**Entries shown**:
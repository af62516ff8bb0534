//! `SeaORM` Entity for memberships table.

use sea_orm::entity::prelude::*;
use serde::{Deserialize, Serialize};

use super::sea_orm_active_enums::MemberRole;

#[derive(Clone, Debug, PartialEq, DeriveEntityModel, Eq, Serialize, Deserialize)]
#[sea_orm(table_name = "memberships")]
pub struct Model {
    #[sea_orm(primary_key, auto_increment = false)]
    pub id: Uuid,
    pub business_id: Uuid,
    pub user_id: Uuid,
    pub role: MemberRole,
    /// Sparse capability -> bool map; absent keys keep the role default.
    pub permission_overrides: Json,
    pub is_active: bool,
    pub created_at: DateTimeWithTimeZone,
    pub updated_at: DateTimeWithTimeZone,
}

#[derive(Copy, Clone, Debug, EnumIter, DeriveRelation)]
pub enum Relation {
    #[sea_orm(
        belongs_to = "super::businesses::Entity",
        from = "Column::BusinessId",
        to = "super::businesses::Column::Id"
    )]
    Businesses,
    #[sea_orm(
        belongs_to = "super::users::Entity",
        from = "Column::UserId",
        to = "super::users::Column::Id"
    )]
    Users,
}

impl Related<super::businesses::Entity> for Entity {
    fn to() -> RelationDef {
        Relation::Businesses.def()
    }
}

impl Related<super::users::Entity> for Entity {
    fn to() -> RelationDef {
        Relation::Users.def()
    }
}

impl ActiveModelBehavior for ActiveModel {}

==

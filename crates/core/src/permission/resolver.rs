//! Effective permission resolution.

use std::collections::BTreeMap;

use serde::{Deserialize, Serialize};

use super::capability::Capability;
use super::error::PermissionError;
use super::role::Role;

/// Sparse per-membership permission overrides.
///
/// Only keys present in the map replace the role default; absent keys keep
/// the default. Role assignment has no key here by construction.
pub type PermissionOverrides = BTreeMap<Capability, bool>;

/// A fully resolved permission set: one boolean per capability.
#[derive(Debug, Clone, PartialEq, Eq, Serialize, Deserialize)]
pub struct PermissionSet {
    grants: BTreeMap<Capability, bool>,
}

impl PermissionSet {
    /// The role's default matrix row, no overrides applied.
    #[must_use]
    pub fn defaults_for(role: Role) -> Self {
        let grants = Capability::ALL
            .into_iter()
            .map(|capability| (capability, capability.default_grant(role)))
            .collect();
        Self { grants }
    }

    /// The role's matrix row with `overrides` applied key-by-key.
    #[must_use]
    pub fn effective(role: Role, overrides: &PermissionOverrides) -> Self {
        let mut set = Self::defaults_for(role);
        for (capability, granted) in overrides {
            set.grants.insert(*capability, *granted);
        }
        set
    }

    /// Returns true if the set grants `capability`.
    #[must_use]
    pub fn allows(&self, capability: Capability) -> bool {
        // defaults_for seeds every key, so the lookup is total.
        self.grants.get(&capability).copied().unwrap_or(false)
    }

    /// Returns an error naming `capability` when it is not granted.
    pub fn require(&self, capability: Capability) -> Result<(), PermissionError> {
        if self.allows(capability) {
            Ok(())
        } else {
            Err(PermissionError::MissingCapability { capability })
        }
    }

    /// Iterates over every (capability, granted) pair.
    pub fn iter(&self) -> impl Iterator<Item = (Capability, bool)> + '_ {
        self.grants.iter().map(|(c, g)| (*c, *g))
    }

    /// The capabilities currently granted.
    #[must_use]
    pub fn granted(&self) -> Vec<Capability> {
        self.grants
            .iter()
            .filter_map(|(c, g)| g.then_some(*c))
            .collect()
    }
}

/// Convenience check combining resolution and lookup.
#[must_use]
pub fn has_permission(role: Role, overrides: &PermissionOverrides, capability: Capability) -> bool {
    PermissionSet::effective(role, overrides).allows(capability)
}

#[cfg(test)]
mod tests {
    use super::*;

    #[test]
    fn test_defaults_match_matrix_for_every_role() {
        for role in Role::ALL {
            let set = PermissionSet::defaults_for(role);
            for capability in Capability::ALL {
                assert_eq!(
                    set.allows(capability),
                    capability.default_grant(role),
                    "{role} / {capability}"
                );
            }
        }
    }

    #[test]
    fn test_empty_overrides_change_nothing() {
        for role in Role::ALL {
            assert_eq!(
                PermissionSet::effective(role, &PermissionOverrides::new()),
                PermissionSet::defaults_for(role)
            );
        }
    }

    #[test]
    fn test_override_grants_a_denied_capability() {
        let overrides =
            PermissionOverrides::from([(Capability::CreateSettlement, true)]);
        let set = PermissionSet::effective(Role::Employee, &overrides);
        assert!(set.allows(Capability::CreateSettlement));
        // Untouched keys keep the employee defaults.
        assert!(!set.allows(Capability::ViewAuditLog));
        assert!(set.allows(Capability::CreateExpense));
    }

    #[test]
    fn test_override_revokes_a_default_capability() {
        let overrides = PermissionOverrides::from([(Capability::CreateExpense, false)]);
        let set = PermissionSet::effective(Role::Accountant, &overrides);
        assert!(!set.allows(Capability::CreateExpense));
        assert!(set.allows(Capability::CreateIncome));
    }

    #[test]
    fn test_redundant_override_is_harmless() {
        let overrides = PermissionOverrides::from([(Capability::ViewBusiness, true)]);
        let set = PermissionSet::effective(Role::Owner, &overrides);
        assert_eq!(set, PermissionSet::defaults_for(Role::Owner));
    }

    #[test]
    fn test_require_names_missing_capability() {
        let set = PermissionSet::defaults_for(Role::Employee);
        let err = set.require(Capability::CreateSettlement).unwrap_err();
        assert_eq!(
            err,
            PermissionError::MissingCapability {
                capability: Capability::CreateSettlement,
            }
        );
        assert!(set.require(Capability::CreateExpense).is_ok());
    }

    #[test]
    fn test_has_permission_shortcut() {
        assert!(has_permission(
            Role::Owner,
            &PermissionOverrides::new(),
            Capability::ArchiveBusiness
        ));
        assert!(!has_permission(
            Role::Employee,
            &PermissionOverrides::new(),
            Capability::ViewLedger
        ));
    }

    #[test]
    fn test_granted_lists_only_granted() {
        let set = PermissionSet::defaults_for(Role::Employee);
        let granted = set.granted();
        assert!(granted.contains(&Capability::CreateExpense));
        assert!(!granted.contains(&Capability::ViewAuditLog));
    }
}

**Instructions to follow**:
In the listing, find every line with the word "applied" and return it.

**Result below**:
    /// The role's default matrix row, no overrides applied.
    /// The role's matrix row with `overrides` applied key-by-key.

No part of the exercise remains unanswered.